Spontaneous activity does not account for the LMI–reactivation relationship.

(A) Scatter plot of reactivation participation rate versus spontaneous calcium transient frequency on Day 0 for individual neurons, shown separately for R+ (left) and R- (right) mice. Each point represents one neuron, color-coded by LMI value. The black lines indicate the Pearson correlation. (B) Correlation between residuals of LMI and reactivation participation rate obtained from regressing out spontaneous frequency, shown separately for R+ mice (left) and R- mice (right). This analysis tests whether the LMI–participation relationship holds independently of baseline spontaneous activity. Dots indicate individual neurons.
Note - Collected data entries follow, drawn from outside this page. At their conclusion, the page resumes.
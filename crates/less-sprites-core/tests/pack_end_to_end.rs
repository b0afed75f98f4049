use image::{Rgba, RgbaImage};
use less_sprites_core::prelude::*;
use std::collections::HashMap;
use std::fs;
use std::path::{Path, PathBuf};

const RED: Rgba<u8> = Rgba([255, 0, 0, 255]);
const BLUE: Rgba<u8> = Rgba([0, 0, 255, 255]);
const GREEN: Rgba<u8> = Rgba([0, 255, 0, 255]);
const BACKGROUND: Rgba<u8> = Rgba([255, 255, 255, 0]);

fn write_png(dir: &Path, name: &str, w: u32, h: u32, color: Rgba<u8>) {
    RgbaImage::from_pixel(w, h, color)
        .save(dir.join(name))
        .expect("write test png");
}

fn request(dir: &Path, files: &[&str], direction: Direction) -> PackRequest {
    PackRequest::builder()
        .source_directory(dir)
        .files(files.iter().copied())
        .output_image_name("out.png")
        .direction(direction)
        .build()
}

#[test]
fn stacks_down_with_matching_offsets() {
    let dir = tempfile::tempdir().unwrap();
    write_png(dir.path(), "a.png", 10, 20, RED);
    write_png(dir.path(), "b.png", 30, 5, BLUE);

    let out = pack(&request(dir.path(), &["a.png", "b.png"], Direction::Down)).expect("pack");
    let sheet = &out.sheet;

    assert_eq!(sheet.placements.len(), 2);
    assert_eq!(sheet.placements[0].file_name, "a.png");
    assert_eq!((sheet.placements[0].offset_x, sheet.placements[0].offset_y), (0, 0));
    assert_eq!(sheet.placements[1].file_name, "b.png");
    assert_eq!((sheet.placements[1].offset_x, sheet.placements[1].offset_y), (0, -20));

    assert_eq!((sheet.width, sheet.height), (30, 25));
    assert_eq!(out.canvas.dimensions(), (30, 25));

    let img = out.canvas.image();
    assert_eq!(*img.get_pixel(0, 0), RED);
    assert_eq!(*img.get_pixel(9, 19), RED);
    assert_eq!(*img.get_pixel(10, 0), BACKGROUND);
    assert_eq!(*img.get_pixel(0, 20), BLUE);
    assert_eq!(*img.get_pixel(29, 24), BLUE);

    assert_eq!(sheet.sprite_name, "out");
    assert_eq!(sheet.image_file, "out.png");
    assert_eq!(sheet.image_path, dir.path().join("out.png"));
    assert_eq!(sheet.stylesheet_path, dir.path().join("out.less"));
}

#[test]
fn stacks_right_with_matching_offsets() {
    let dir = tempfile::tempdir().unwrap();
    write_png(dir.path(), "a.png", 10, 20, RED);
    write_png(dir.path(), "b.png", 30, 5, BLUE);
    write_png(dir.path(), "c.png", 2, 2, GREEN);

    let out = pack(&request(dir.path(), &["a.png", "b.png", "c.png"], Direction::Right))
        .expect("pack");
    let offsets: Vec<(i64, i64)> = out
        .sheet
        .placements
        .iter()
        .map(|p| (p.offset_x, p.offset_y))
        .collect();
    assert_eq!(offsets, vec![(0, 0), (-10, 0), (-40, 0)]);
    assert_eq!(out.canvas.dimensions(), (42, 20));

    // each image starts exactly where its negated offset says
    let img = out.canvas.image();
    for (p, color) in out.sheet.placements.iter().zip([RED, BLUE, GREEN]) {
        assert_eq!(*img.get_pixel(-p.offset_x as u32, 0), color, "{}", p.file_name);
    }
    assert_eq!(*img.get_pixel(10, 5), BACKGROUND);
}

#[test]
fn single_pixel_input_packs_at_origin() {
    let dir = tempfile::tempdir().unwrap();
    write_png(dir.path(), "dot.png", 1, 1, RED);

    let out = pack(&request(dir.path(), &["dot.png"], Direction::Down)).expect("pack");
    assert_eq!(out.sheet.placements.len(), 1);
    let p = &out.sheet.placements[0];
    assert_eq!((p.width, p.height, p.offset_x, p.offset_y), (1, 1, 0, 0));
    assert_eq!(out.canvas.dimensions(), (1, 1));
    assert_eq!(*out.canvas.image().get_pixel(0, 0), RED);
}

#[test]
fn directory_argument_excludes_output_image() {
    let dir = tempfile::tempdir().unwrap();
    let icons = dir.path().join("icons");
    fs::create_dir(&icons).unwrap();
    write_png(&icons, "icon1.png", 4, 4, RED);
    write_png(&icons, "icon2.png", 4, 6, BLUE);
    write_png(&icons, "out.png", 50, 50, GREEN);

    let out = pack(&request(dir.path(), &["icons"], Direction::Down)).expect("pack");
    let mut names: Vec<&str> = out
        .sheet
        .placements
        .iter()
        .map(|p| p.file_name.as_str())
        .collect();
    names.sort();
    assert_eq!(names, vec!["icon1.png", "icon2.png"]);
    assert_eq!(out.canvas.dimensions(), (4, 10));
    assert_eq!(out.sheet.image_path, icons.join("out.png"));
}

#[test]
fn missing_source_file_is_not_found() {
    let dir = tempfile::tempdir().unwrap();
    write_png(dir.path(), "a.png", 2, 2, RED);

    let result = pack(&request(dir.path(), &["a.png", "gone.png"], Direction::Down));
    match result {
        Err(SpriteError::NotFound(path)) => assert_eq!(path, dir.path().join("gone.png")),
        Err(e) => panic!("Expected NotFound error, got {e}"),
        Ok(_) => panic!("Expected NotFound error"),
    }
    assert!(!dir.path().join("out.png").exists());
}

#[test]
fn unreadable_image_is_a_processing_error() {
    let dir = tempfile::tempdir().unwrap();
    write_png(dir.path(), "a.png", 2, 2, RED);
    fs::write(dir.path().join("broken.png"), b"definitely not a png").unwrap();

    let result = pack(&request(dir.path(), &["a.png", "broken.png"], Direction::Down));
    match result {
        Err(SpriteError::Processing { path, .. }) => {
            assert_eq!(path, dir.path().join("broken.png"))
        }
        Err(e) => panic!("Expected Processing error, got {e}"),
        Ok(_) => panic!("Expected Processing error"),
    }
    assert!(!dir.path().join("out.png").exists());
    assert!(!dir.path().join("out.less").exists());
}

#[test]
fn empty_output_name_is_rejected_before_io() {
    let req = PackRequest::builder()
        .source_directory("/definitely/not/here")
        .files(["a.png"])
        .output_image_name("")
        .build();
    assert!(matches!(pack(&req), Err(SpriteError::Validation(_))));
}

/// Canvas that only records the order of appends and the reserved size.
struct RecordingCanvas {
    sizes: HashMap<String, (u32, u32)>,
    appended: Vec<PathBuf>,
    reserved: Option<(u32, u32)>,
}

impl RecordingCanvas {
    fn new(sizes: HashMap<String, (u32, u32)>) -> Self {
        Self {
            sizes,
            appended: Vec::new(),
            reserved: None,
        }
    }
}

impl Canvas for RecordingCanvas {
    fn append(&mut self, path: &Path, _direction: Direction) -> Result<(u32, u32)> {
        self.appended.push(path.to_path_buf());
        let name = path.file_name().unwrap().to_string_lossy().into_owned();
        Ok(self.sizes[&name])
    }
    fn dimensions(&self) -> (u32, u32) {
        (1, 1)
    }
    fn extent(&self) -> (u32, u32) {
        (0, 0)
    }
    fn reserve(&mut self, width: u32, height: u32) {
        self.reserved = Some((width, height));
    }
    fn write_to(&self, _path: &Path) -> Result<()> {
        Ok(())
    }
}

struct FixedInspector(HashMap<String, (u32, u32)>);

impl ImageInspector for FixedInspector {
    fn measure(&self, path: &Path) -> Result<(u32, u32)> {
        let name = path.file_name().unwrap().to_string_lossy().into_owned();
        Ok(self.0[&name])
    }
}

fn fake_sources(dir: &Path, sizes: &[(&str, u32, u32)]) -> HashMap<String, (u32, u32)> {
    let mut map = HashMap::new();
    for (name, w, h) in sizes {
        fs::write(dir.join(name), b"").unwrap();
        map.insert(name.to_string(), (*w, *h));
    }
    map
}

#[test]
fn append_order_matches_placement_order() {
    let dir = tempfile::tempdir().unwrap();
    let sizes = fake_sources(
        dir.path(),
        &[("c.png", 3, 30), ("a.png", 1, 10), ("b.png", 2, 20), ("zero.png", 0, 0)],
    );
    let files = ["c.png", "a.png", "zero.png", "b.png"];

    for parallel in [false, true] {
        let req = PackRequest::builder()
            .source_directory(dir.path())
            .files(files)
            .output_image_name("out.png")
            .parallel(parallel)
            .build();
        let canvas = RecordingCanvas::new(sizes.clone());
        let out = pack_with(&req, &FixedInspector(sizes.clone()), canvas).expect("pack");
        assert_eq!(out.canvas.reserved, Some((3, 60)));

        let appended: Vec<PathBuf> = files.iter().map(|f| dir.path().join(f)).collect();
        assert_eq!(out.canvas.appended, appended);
        let placed: Vec<(&str, i64)> = out
            .sheet
            .placements
            .iter()
            .map(|p| (p.file_name.as_str(), p.offset_y))
            .collect();
        assert_eq!(
            placed,
            vec![("c.png", 0), ("a.png", -30), ("zero.png", -40), ("b.png", -40)]
        );
    }
}

#[test]
fn size_mismatch_between_measure_and_append_is_fatal() {
    let dir = tempfile::tempdir().unwrap();
    let sizes = fake_sources(dir.path(), &[("a.png", 4, 4), ("b.png", 8, 8)]);
    let mut lying = sizes.clone();
    lying.insert("b.png".into(), (8, 9));

    let req = request(dir.path(), &["a.png", "b.png"], Direction::Down);
    let canvas = RecordingCanvas::new(sizes);
    let result = pack_with(&req, &FixedInspector(lying), canvas);
    match result {
        Err(SpriteError::Processing { path, message }) => {
            assert_eq!(path, dir.path().join("b.png"));
            assert!(message.contains("8x9"), "{message}");
        }
        Err(e) => panic!("Expected Processing error, got {e}"),
        Ok(_) => panic!("Expected Processing error"),
    }
}

#[test]
fn written_sheet_has_packed_dimensions() {
    let dir = tempfile::tempdir().unwrap();
    write_png(dir.path(), "a.png", 10, 20, RED);
    write_png(dir.path(), "b.png", 30, 5, BLUE);

    let out = pack(&request(dir.path(), &["a.png", "b.png"], Direction::Down)).expect("pack");
    out.canvas.write_to(&out.sheet.image_path).expect("write");

    let dims = image::image_dimensions(&out.sheet.image_path).expect("read back");
    assert_eq!(dims, (30, 25));
}

#[test]
fn prefilled_canvas_offsets_follow_existing_content() {
    let dir = tempfile::tempdir().unwrap();
    write_png(dir.path(), "a.png", 4, 4, RED);
    let blank = Rgba([0, 0, 0, 0]);

    let req = request(dir.path(), &["a.png"], Direction::Down);
    let out = pack_with(&req, &HeaderInspector, RgbaCanvas::new(10, 10, [0; 4])).expect("pack");
    let p = &out.sheet.placements[0];
    assert_eq!((p.offset_x, p.offset_y), (0, -10));
    assert_eq!(out.canvas.dimensions(), (10, 14));
    let img = out.canvas.image();
    assert_eq!(*img.get_pixel(0, 0), blank);
    assert_eq!(*img.get_pixel(-p.offset_x as u32, -p.offset_y as u32), RED);

    let req = request(dir.path(), &["a.png"], Direction::Right);
    let out = pack_with(&req, &HeaderInspector, RgbaCanvas::new(10, 10, [0; 4])).expect("pack");
    let p = &out.sheet.placements[0];
    assert_eq!((p.offset_x, p.offset_y), (-10, 0));
    assert_eq!(out.canvas.dimensions(), (14, 10));
    assert_eq!(*out.canvas.image().get_pixel(10, 0), RED);
    assert_eq!(*out.canvas.image().get_pixel(9, 0), blank);
}

#[test]
fn reserved_canvas_is_allocated_once() {
    let tiles = [RED, BLUE, GREEN, RED].map(|c| RgbaImage::from_pixel(10, 8, c));

    let mut canvas = RgbaCanvas::placeholder(BACKGROUND.0);
    canvas.reserve(40, 8);
    assert_eq!(canvas.dimensions(), (40, 8));
    assert_eq!(canvas.extent(), (0, 0));
    let buffer = canvas.image().as_raw().as_ptr();
    for tile in &tiles {
        canvas.append_image(tile, Direction::Right).expect("append");
    }
    assert_eq!(canvas.image().as_raw().as_ptr(), buffer);
    assert_eq!(canvas.extent(), (40, 8));
    assert_eq!(canvas.dimensions(), (40, 8));

    // same pixels as a canvas that grows on every append
    let mut grown = RgbaCanvas::placeholder(BACKGROUND.0);
    for tile in &tiles {
        grown.append_image(tile, Direction::Right).expect("append");
    }
    assert_eq!(grown.image(), canvas.image());
}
The black lines indicate the Pearson correlation. (C) Proportion of neurons classified as significantly participating in reactivation events across training days for LMI-positive (red) and LMI-negative (blue) neurons, shown separately for R+ mice (left) and R- mice (right). Each cell was classified as significantly participating if its observed participation rate exceeded the 95th percentile of a null distribution built from 1,000 circular shifts of the neuronal data. The effect of days on the proportion of reactivations was tested with a Kruskal–Wallis test. This analysis tests whether the LMI-participation relationship holds for a binary measure of significant reactivation independent of the magnitude of the participation rate and accounts for cells that would take part in reactivation by chance due to high spontaneous activity.